06/03/2021 - 14:45
A crise de abastecimento, que vem há meses limitando a produção de praticamente todas as fábricas de veículos, evoluiu para um quadro de interrupções cada vez mais frequentes e prolongadas nas montadoras. Dos 12 grupos fabricantes de carros de passeio em atividade no Brasil, 4 foram obrigados a paralisar total ou parcialmente suas fábricas por períodos de cinco dias a, pelo menos, dois meses.
General Motors (GM), Fiat, Honda e Renault já fazem parte de uma lista que ganha a cada semana um novo nome por causa da irregularidade no suprimento de peças. O motivo está não apenas nas limitações da capacidade de fornecedores em atender à demanda acima do normal das fábricas, mas também nos desarranjos no transporte dos materiais provocados pela pandemia.
O que começou com microparadas – ou seja, interrupções pontuais de produção – transformou-se em ajustes que, por não haver solução rápida, levam as montadoras a chamar os sindicatos para discutir alternativas às demissões.
A solução negociada na GM foi a suspensão de contratos de trabalho, o chamado lay-off, por pelo menos dois meses nas fábricas de São José dos Campos (SP) e Gravataí (RS). Na unidade paulista, 600 trabalhadores entram em lay-off na segunda-feira, quando começa a suspensão do segundo turno de produção da linha onde são montados o utilitário esportivo TrailBlazer e a picape S10.
Em Betim (MG), como o acordo coletivo não prevê a possibilidade de lay-off, a Fiat decidiu dar, a partir da próxima quarta-feira, férias de dez dias para menos de 10% dos funcionários da fábrica. Conforme o sindicato local, será suspenso no período o segundo turno de produção dos modelos Argo e Mobi. A montadora do grupo Stellantis confirma as férias, mas não divulga os modelos atingidos.
As dificuldades da indústria de automóveis começaram com a falta, principalmente, de aço, materiais plásticos e pneus, mas agora envolvem também componentes eletrônicos, o que agravou o problema, uma vez que a escassez de chips, responsável por paradas de montadoras em todo o mundo, não deve ser resolvida antes de seis meses. Em fevereiro, a fábrica da Honda em Sumaré, no interior paulista, foi a primeira a desligar as máquinas em razão da falta de eletrônicos. A montadora suspendeu atividades na semana anterior ao carnaval e voltou a parar nos dez primeiros dias deste mês.
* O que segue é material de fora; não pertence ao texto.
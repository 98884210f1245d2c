//! Message and tool types exchanged with the language model

use serde::{Deserialize, Serialize};
use serde_json::Value;

/// Tool definition published to the model at session start
#[derive(Debug, Clone, PartialEq, Serialize, Deserialize)]
pub struct ToolDefinition {
    /// Tool name
    pub name: String,
    /// Tool description
    pub description: String,
    /// JSON Schema for parameters
    pub parameters: Value,
}

impl ToolDefinition {
    pub fn new(name: impl Into<String>, description: impl Into<String>, parameters: Value) -> Self {
        Self {
            name: name.into(),
            description: description.into(),
            parameters,
        }
    }
}

/// A finalized tool invocation requested by the model
#[derive(Debug, Clone, PartialEq, Serialize, Deserialize)]
pub struct ToolCall {
    /// Correlation id echoed back with the tool output
    pub id: String,
    /// Tool name
    pub name: String,
    /// Parsed arguments; `Value::Null` when the payload was not valid JSON
    pub arguments: Value,
}

impl ToolCall {
    pub fn new(id: impl Into<String>, name: impl Into<String>, arguments: Value) -> Self {
        Self {
            id: id.into(),
            name: name.into(),
            arguments,
        }
    }
}

/// User input appended to the model conversation
#[derive(Debug, Clone, PartialEq)]
pub enum UserContent {
    /// Typed text
    Text(String),
    /// Encoded audio clip (mono 16-bit WAV)
    Audio(Vec<u8>),
}

impl UserContent {
    pub fn is_audio(&self) -> bool {
        matches!(self, UserContent::Audio(_))
    }
}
Ontem, durante a apresentação dos resultados da indústria no mês passado, a direção da Anfavea, entidade que representa as montadoras, adiantou que o ano inteiro será de muita “emoção” na produção de carros.
Do lado dos fornecedores, a explicação é de que a volta dos consumidores após o primeiro choque da pandemia pegou as montadoras com estoques baixos: “Algumas montadoras pararam e venderam bem o estoque para fazer caixa quando veio a crise. Fizemos a lição de casa de retomar rapidamente a produção, mas os pedidos chegam em volume acima do que geralmente é encomendado por elas. É difícil dar conta”, diz Klaus Curt Müller, presidente da Anip, associação que representa os fabricantes de pneus.
Atrasos de logística também têm sido fatais em linhas que operam em sistema de estoques mínimos de materiais, o “just in time”. Empresários da indústria dizem que, com a diminuição das frotas de cargueiros, ficou mais difícil contratar navios que façam rotas diretas ou de poucas escalas até os portos do Brasil. A alternativa do transporte aéreo, além de ser cara, também é limitada pela menor oferta de voos.
“A crise está trazendo um aprendizado de como organizar estoques. O mundo trabalhava com o ‘just in time’, mas talvez no ‘novo normal’ outras soluções terão de ser avaliadas. O estoque custa, mas parar a linha por não ter material custa muito mais. Imagina pagar, digamos, 5 mil funcionários que não estão sendo aproveitados”, comenta Luiz Carlos Moraes, presidente da Anfavea.
Produção
Com o ritmo reduzido pela falta de peças, a produção das montadoras caiu 3,5% no mês passado na comparação com fevereiro de 2020. Entre carros de passeio, utilitários leves, caminhões e ônibus, 197 mil veículos foram montados em fevereiro, o volume mais baixo dos últimos sete meses. O resultado também corresponde ao pior fevereiro na atividade do setor desde 2016. As informações são do jornal O Estado de S. Paulo.